Multiplicative model

<spectrum type="Multiplicative">
  <spectrum type="PowerLaw" component="PowerLawComponent">
    <parameter name="Prefactor"   scale="1e-17" value="1.0"  min="1e-07" max="1000.0" free="1"/>
    <parameter name="Index"       scale="-1"    value="2.48" min="0.0"   max="+5.0"   free="1"/>
    <parameter name="PivotEnergy" scale="1e6"   value="1.0"  min="0.01"  max="1000.0" free="0"/>
  </spectrum>
  <spectrum type="ExponentialCutoffPowerLaw" component="CutoffComponent">
    <parameter name="Prefactor"    scale="1.0" value="1.0" min="1e-07" max="1000.0" free="0"/>
    <parameter name="Index"        scale="1.0" value="0.0" min="-2.0"  max="+2.0"   free="0"/>
    <parameter name="CutoffEnergy" scale="1e6" value="1.0" min="0.01"  max="1000.0" free="1"/>
    <parameter name="PivotEnergy"  scale="1e6" value="1.0" min="0.01"  max="1000.0" free="0"/>
  </spectrum>
</spectrum>

This spectral model component implements a composite model that is the product of an arbitrary number of spectral models, computed using

\[M_{\rm spectral}(E) = \prod_{i=0}^{N-1} M_{\rm spectral}^{(i)}(E)\]

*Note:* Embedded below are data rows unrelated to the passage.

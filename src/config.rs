//! Client configuration and per-call option resolution.

use crate::options::{CallOptions, Proxy};
use serde::Deserialize;
use std::fmt;
use std::time::Duration;

/// API version used when none is configured.
pub const DEFAULT_API_VERSION: &str = "v3";

/// Total attempts per call when retrying is enabled.
pub const DEFAULT_MAX_TRIES: u32 = 5;

/// Default value of the `x-postmen-agent` header.
pub const DEFAULT_USER_AGENT: &str = concat!("rust-sdk-", env!("CARGO_PKG_VERSION"));

/// Construction-time configuration of a [`Client`](crate::Client).
///
/// Usually assembled through [`ClientBuilder`](crate::ClientBuilder). It can also be
/// deserialized, e.g. from a JSON settings file, and handed to
/// [`ClientBuilder::from_config`](crate::ClientBuilder::from_config).
///
/// # Examples
///
/// ```
/// use postmen::ClientConfig;
///
/// let config: ClientConfig = serde_json::from_str(
///     r#"{"api_key": "KEY", "region": "sandbox", "safe": true}"#,
/// ).unwrap();
/// assert_eq!(config.api_version, "v3");
/// assert_eq!(config.max_tries, 5);
/// assert!(config.safe);
/// ```
#[derive(Clone, Deserialize)]
#[serde(default)]
pub struct ClientConfig {
    /// Value of the `postmen-api-key` header.
    pub api_key: String,
    /// Region used to derive the endpoint when no endpoint is given.
    pub region: Option<String>,
    /// Explicit endpoint; takes precedence over `region`.
    pub endpoint: Option<String>,
    /// API version path segment.
    pub api_version: String,
    /// Value of the `x-postmen-agent` header.
    pub user_agent: String,
    /// Total attempts per call when retrying.
    pub max_tries: u32,
    /// Return body text without envelope validation.
    pub raw: bool,
    /// Store failures for [`Client::last_error`](crate::Client::last_error).
    pub safe: bool,
    /// Convert date/time strings in payloads into timestamps.
    pub time: bool,
    /// Proxy URL for every call.
    pub proxy: Option<String>,
    /// Retry retryable API errors.
    pub retry: bool,
    /// Wait for the rate-limit reset (`true`) or fail immediately (`false`).
    pub rate_limit: bool,
    /// Per-request timeout handed to the transport.
    #[serde(skip)]
    pub timeout: Option<Duration>,
}

impl Default for ClientConfig {
    fn default() -> Self {
        Self {
            api_key: String::new(),
            region: None,
            endpoint: None,
            api_version: DEFAULT_API_VERSION.to_string(),
            user_agent: DEFAULT_USER_AGENT.to_string(),
            max_tries: DEFAULT_MAX_TRIES,
            raw: false,
            safe: false,
            time: false,
            proxy: None,
            retry: true,
            rate_limit: true,
            timeout: None,
        }
    }
}

impl fmt::Debug for ClientConfig {
    fn fmt(&self, f: &mut fmt::Formatter<'_>) -> fmt::Result {
        f.debug_struct("ClientConfig")
            .field("api_key", &"<redacted>")
            .field("region", &self.region)
            .field("endpoint", &self.endpoint)
            .field("api_version", &self.api_version)
            .field("user_agent", &self.user_agent)
            .field("max_tries", &self.max_tries)
            .field("raw", &self.raw)
            .field("safe", &self.safe)
            .field("time", &self.time)
            .field("proxy", &self.proxy)
            .field("retry", &self.retry)
            .field("rate_limit", &self.rate_limit)
            .field("timeout", &self.timeout)
            .finish()
    }
}

/// Options in force for one call: the call's overrides layered over the configuration.
#[derive(Debug, Clone, PartialEq, Eq)]
pub struct EffectiveOptions {
    /// Raw mode.
    pub raw: bool,
    /// Safe mode.
    pub safe: bool,
    /// Time conversion.
    pub time: bool,
    /// Retry retryable API errors.
    pub retry: bool,
    /// Wait out an exhausted quota.
    pub rate_limit: bool,
    /// Configured attempt limit.
    pub max_tries: u32,
    /// Proxy for this call.
    pub proxy: Option<String>,
}

impl EffectiveOptions {
    /// Number of attempts this call may make.
    pub fn tries(&self) -> u32 {
        if self.retry {
            self.max_tries.max(1)
        } else {
            1
        }
    }
}

impl ClientConfig {
    /// Merges per-call overrides onto this configuration. Call-level values win.
    ///
    /// # Examples
    ///
    /// ```
    /// use postmen::{CallOptions, ClientConfig};
    ///
    /// let config = ClientConfig { retry: false, raw: true, ..ClientConfig::default() };
    /// let effective = config.resolve(&CallOptions::new().with_retry(true));
    ///
    /// assert!(effective.retry);
    /// assert!(effective.raw);
    /// assert_eq!(effective.tries(), 5);
    /// ```
    pub fn resolve(&self, options: &CallOptions) -> EffectiveOptions {
        let proxy = match &options.proxy {
            Some(Proxy::Direct) => None,
            Some(Proxy::Url(url)) => Some(url.clone()),
            None => self.proxy.clone(),
        };

        EffectiveOptions {
            raw: options.raw.unwrap_or(self.raw),
            safe: options.safe.unwrap_or(self.safe),
            time: options.time.unwrap_or(self.time),
            retry: options.retry.unwrap_or(self.retry),
            rate_limit: options.rate_limit.unwrap_or(self.rate_limit),
            max_tries: options.max_tries.unwrap_or(self.max_tries),
            proxy,
        }
    }

    /// Returns the endpoint the client talks to, if one can be determined.
    ///
    /// An explicit endpoint wins; otherwise it is derived from the region.
    pub fn resolved_endpoint(&self) -> Option<String> {
        match (&self.endpoint, &self.region) {
            (Some(endpoint), _) if !endpoint.is_empty() => Some(endpoint.clone()),
            (_, Some(region)) if !region.is_empty() => {
                Some(format!("https://{region}-api.postmen.com"))
            }
            _ => None,
        }
    }
}
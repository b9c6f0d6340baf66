//! Final handling of failed calls.
//!
//! Every error leaving a call passes through the [`ErrorReporter`]. In safe mode it is also
//! stored so it can be read back with [`Client::last_error`](crate::Client::last_error).

use crate::Error;
use std::sync::{Mutex, PoisonError};

/// Holds the last error of a client in safe mode.
#[derive(Debug, Default)]
pub(crate) struct ErrorReporter {
    last_error: Mutex<Option<Error>>,
}

impl ErrorReporter {
    /// Forgets the stored error. Called at the start of every call.
    pub(crate) fn clear(&self) {
        *self.slot() = None;
    }

    /// Logs the error, stores it when `safe` is set, and hands it back for propagation.
    pub(crate) fn report(&self, error: Error, safe: bool) -> Error {
        tracing::warn!(
            kind = ?error.kind(),
            code = ?error.code(),
            retryable = error.is_retryable(),
            safe = safe,
            "Call failed: {}",
            error
        );
        if safe {
            *self.slot() = Some(error.clone());
        }
        error
    }

    /// Returns the stored error, if any.
    pub(crate) fn last_error(&self) -> Option<Error> {
        self.slot().clone()
    }

    fn slot(&self) -> std::sync::MutexGuard<'_, Option<Error>> {
        self.last_error.lock().unwrap_or_else(PoisonError::into_inner)
    }
}
//! Decoded response values.
//!
//! [`Value`] mirrors a JSON document with one extra variant, [`Value::Timestamp`], which is
//! produced when time conversion is requested: every string leaf that parses as a date/time is
//! replaced by a typed timestamp. Object keys are never touched.

use chrono::{DateTime, FixedOffset, NaiveDate, NaiveDateTime};
use serde::ser::{Serialize, SerializeMap, SerializeSeq, Serializer};
use std::collections::BTreeMap;

/// A decoded JSON value, optionally carrying typed timestamps.
#[derive(Debug, Clone, PartialEq, Default)]
pub enum Value {
    /// JSON `null`.
    #[default]
    Null,
    /// JSON boolean.
    Bool(bool),
    /// JSON number.
    Number(serde_json::Number),
    /// JSON string.
    String(String),
    /// A string leaf recognized as a date/time during time conversion.
    Timestamp(DateTime<FixedOffset>),
    /// JSON array.
    Array(Vec<Value>),
    /// JSON object.
    Object(BTreeMap<String, Value>),
}

impl Value {
    /// Looks up a key if this value is an object.
    pub fn get(&self, key: &str) -> Option<&Value> {
        match self {
            Value::Object(map) => map.get(key),
            _ => None,
        }
    }

    /// Returns `true` if the value is `null`.
    pub fn is_null(&self) -> bool {
        matches!(self, Value::Null)
    }

    /// Returns the string if this value is a string.
    pub fn as_str(&self) -> Option<&str> {
        match self {
            Value::String(s) => Some(s),
            _ => None,
        }
    }

    /// Returns the boolean if this value is a boolean.
    pub fn as_bool(&self) -> Option<bool> {
        match self {
            Value::Bool(b) => Some(*b),
            _ => None,
        }
    }

    /// Returns the number as `i64` if it is an integer that fits.
    pub fn as_i64(&self) -> Option<i64> {
        match self {
            Value::Number(n) => n.as_i64(),
            _ => None,
        }
    }

    /// Returns the number as `f64`.
    pub fn as_f64(&self) -> Option<f64> {
        match self {
            Value::Number(n) => n.as_f64(),
            _ => None,
        }
    }

    /// Returns the timestamp if this value was converted to one.
    pub fn as_timestamp(&self) -> Option<&DateTime<FixedOffset>> {
        match self {
            Value::Timestamp(t) => Some(t),
            _ => None,
        }
    }

    /// Returns the elements if this value is an array.
    pub fn as_array(&self) -> Option<&[Value]> {
        match self {
            Value::Array(items) => Some(items),
            _ => None,
        }
    }

    /// Returns the entries if this value is an object.
    pub fn as_object(&self) -> Option<&BTreeMap<String, Value>> {
        match self {
            Value::Object(map) => Some(map),
            _ => None,
        }
    }

    /// Replaces every string leaf that looks like a date/time with a [`Value::Timestamp`].
    ///
    /// Strings that do not parse are left unchanged.
    ///
    /// # Examples
    ///
    /// ```
    /// use postmen::Value;
    ///
    /// let value: Value = serde_json::json!({"when": "2016-01-31T16:45:46+00:00", "note": "soon"}).into();
    /// let value = value.convert_timestamps();
    ///
    /// assert!(value.get("when").unwrap().as_timestamp().is_some());
    /// assert_eq!(value.get("note").unwrap().as_str(), Some("soon"));
    /// ```
    pub fn convert_timestamps(self) -> Value {
        match self {
            Value::String(s) => match parse_timestamp(&s) {
                Some(t) => Value::Timestamp(t),
                None => Value::String(s),
            },
            Value::Array(items) => {
                Value::Array(items.into_iter().map(Value::convert_timestamps).collect())
            }
            Value::Object(map) => Value::Object(
                map.into_iter()
                    .map(|(k, v)| (k, v.convert_timestamps()))
                    .collect(),
            ),
            other => other,
        }
    }
}

/// Parses a string in one of the recognized date/time formats.
///
/// Recognized: RFC 3339, RFC 2822, `YYYY-MM-DDTHH:MM:SS[.f]`, `YYYY-MM-DD HH:MM:SS[.f]`
/// and `YYYY-MM-DD`. Values without an offset are taken as UTC.
pub fn parse_timestamp(s: &str) -> Option<DateTime<FixedOffset>> {
    let s = s.trim();
    if let Ok(t) = DateTime::parse_from_rfc3339(s) {
        return Some(t);
    }
    if let Ok(t) = DateTime::parse_from_rfc2822(s) {
        return Some(t);
    }
    for format in ["%Y-%m-%dT%H:%M:%S%.f", "%Y-%m-%d %H:%M:%S%.f"] {
        if let Ok(naive) = NaiveDateTime::parse_from_str(s, format) {
            return Some(naive.and_utc().fixed_offset());
        }
    }
    NaiveDate::parse_from_str(s, "%Y-%m-%d")
        .ok()
        .and_then(|date| date.and_hms_opt(0, 0, 0))
        .map(|naive| naive.and_utc().fixed_offset())
}

impl From<serde_json::Value> for Value {
    fn from(value: serde_json::Value) -> Self {
        match value {
            serde_json::Value::Null => Value::Null,
            serde_json::Value::Bool(b) => Value::Bool(b),
            serde_json::Value::Number(n) => Value::Number(n),
            serde_json::Value::String(s) => Value::String(s),
            serde_json::Value::Array(items) => {
                Value::Array(items.into_iter().map(Value::from).collect())
            }
            serde_json::Value::Object(map) => {
                Value::Object(map.into_iter().map(|(k, v)| (k, Value::from(v))).collect())
            }
        }
    }
}

impl From<DateTime<FixedOffset>> for Value {
    fn from(value: DateTime<FixedOffset>) -> Self {
        Value::Timestamp(value)
    }
}

impl From<&str> for Value {
    fn from(value: &str) -> Self {
        Value::String(value.to_string())
    }
}

impl From<String> for Value {
    fn from(value: String) -> Self {
        Value::String(value)
    }
}

impl Serialize for Value {
    fn serialize<S>(&self, serializer: S) -> std::result::Result<S::Ok, S::Error>
    where
        S: Serializer,
    {
        match self {
            Value::Null => serializer.serialize_unit(),
            Value::Bool(b) => serializer.serialize_bool(*b),
            Value::Number(n) => n.serialize(serializer),
            Value::String(s) => serializer.serialize_str(s),
            Value::Timestamp(t) => serializer.serialize_str(&t.to_rfc3339()),
            Value::Array(items) => {
                let mut seq = serializer.serialize_seq(Some(items.len()))?;
                for item in items {
                    seq.serialize_element(item)?;
                }
                seq.end()
            }
            Value::Object(entries) => {
                let mut map = serializer.serialize_map(Some(entries.len()))?;
                for (key, value) in entries {
                    map.serialize_entry(key, value)?;
                }
                map.end()
            }
        }
    }
}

where \(M_{\rm spectral}^{(i)}(E)\) is any spectral model component (including another composite model), and \(N\) is the number of model components that are multiplied.

Exponential model

<spectrum type="Exponential">
  <spectrum type="FileFunction" file="opacity.txt">
    <parameter name="Normalization" scale="-1.0" value="1.0" min="0.0" max="100.0" free="1"/>
  </spectrum>
</spectrum>

This spectral model component implements the exponential of an arbitrary spectral model and computes

\[M_{\rm spectral}(E) = \exp \left( \alpha M_{\rm spectral}(E) \right)\]

where

• \(M_{\rm spectral}(E)\) is any spectral model component

• \(\alpha\) = Normalization

The model can be used to describe a spectrum with EBL absorption based on a tabulated model of opacity as a function of photon energy. The corresponding XML file structure for such a model is shown below:

<spectrum type="Multiplicative">
  <spectrum type="PowerLaw">
    <parameter name="Prefactor"   scale="1e-16" value="5.7"  min="1e-07" max="1000.0" free="1"/>
    <parameter name="Index"       scale="-1"    value="2.48" min="0.0"   max="+5.0"   free="1"/>
    <parameter name="PivotEnergy" scale="1e6"   value="0.3"  min="0.01"  max="1000.0" free="0"/>
  </spectrum>
  <spectrum type="Exponential">
    <spectrum type="FileFunction" file="opacity.txt">
      <parameter name="Normalization" scale="-1.0" value="1.0" min="0.0" max="100.0" free="1"/>
    </spectrum>
  </spectrum>
</spectrum>

This example corresponds to the function

\[M_{\rm spectral}(E) = k_0 \left( \frac{E}{E_0} \right)^{\gamma} \times \exp\left( -\alpha \, \tau(E) \right)\]

where

• the first block/factor corresponds to a power law;

• the second block/factor models EBL absorption, and it points to an ASCII file with two columns containing energy in \({\rm MeV}\) as first column and opacity \(\tau\) as second column, respectively;

• the parameter \(\alpha\) = Normalization represents an opacity scaling factor.

Note

The Exponential model implements the function \(y=\exp(x)\), hence in the example the scale attribute of the Normalization parameter was set to -1 to implement the form \(y=\exp(-x)\).